§ Activity: With the records below as your source, retype each line exactly from the top down to the line that contains "use thiserror::Error;", and include that line.

■ ■ ■

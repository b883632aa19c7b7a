//! Error kinds for document image extraction.
//!
//! Only [`ExtractError`] ever reaches a caller, and even then only as the
//! status string of an [`ExtractionOutput`](crate::ExtractionOutput).
//! [`DecodeError`] and [`NormalizeError`] are per-record failures: they are
//! logged where they happen and the record is dropped.

use std::path::PathBuf;
use thiserror::Error;

/// Whole-pipeline failures, surfaced to the caller.
#[derive(Error, Debug)]
pub enum ExtractError {
    #[error("file not found")]
    FileNotFound(PathBuf),

    #[error("unsupported format {0}")]
    UnsupportedFormat(String),

    #[error("missing dependency {0}")]
    MissingDependency(&'static str),

    #[error("extraction failed {0}")]
    Failed(#[from] anyhow::Error),
}

impl ExtractError {
    /// Status string handed back across the entry point boundary.
    #[must_use]
    pub fn status(&self) -> String {
        format!("error: {self}")
    }
}

/// Failure to turn one embedded image reference into a bitmap.
#[derive(Error, Debug)]
pub enum DecodeError {
    #[error("image decode failed: {0}")]
    Image(#[from] image::ImageError),

    #[error("io error: {0}")]
    Io(#[from] std::io::Error),

    #[error("malformed image data: {0}")]
    Malformed(String),

    #[error("unsupported image encoding: {0}")]
    Unsupported(String),
}

/// Failure to bring a bitmap into 3-channel 8-bit RGB.
#[derive(Error, Debug, PartialEq, Eq)]
pub enum NormalizeError {
    #[error("palette index {index} out of range for {entries} entries")]
    PaletteIndex { index: u8, entries: usize },

    #[error("sample buffer holds {actual} bytes, expected {expected}")]
    BufferSize { expected: usize, actual: usize },

    #[error("result is not 3-channel 8-bit RGB")]
    NotRgb,
}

■ ■ ■

§ Written response:
repository b883632aa19c7b7a
//! Error kinds for document image extraction.
//!
//! Only [`ExtractError`] ever reaches a caller, and even then only as the
//! status string of an [`ExtractionOutput`](crate::ExtractionOutput).
//! [`DecodeError`] and [`NormalizeError`] are per-record failures: they are
//! logged where they happen and the record is dropped.

use std::path::PathBuf;
use thiserror::Error;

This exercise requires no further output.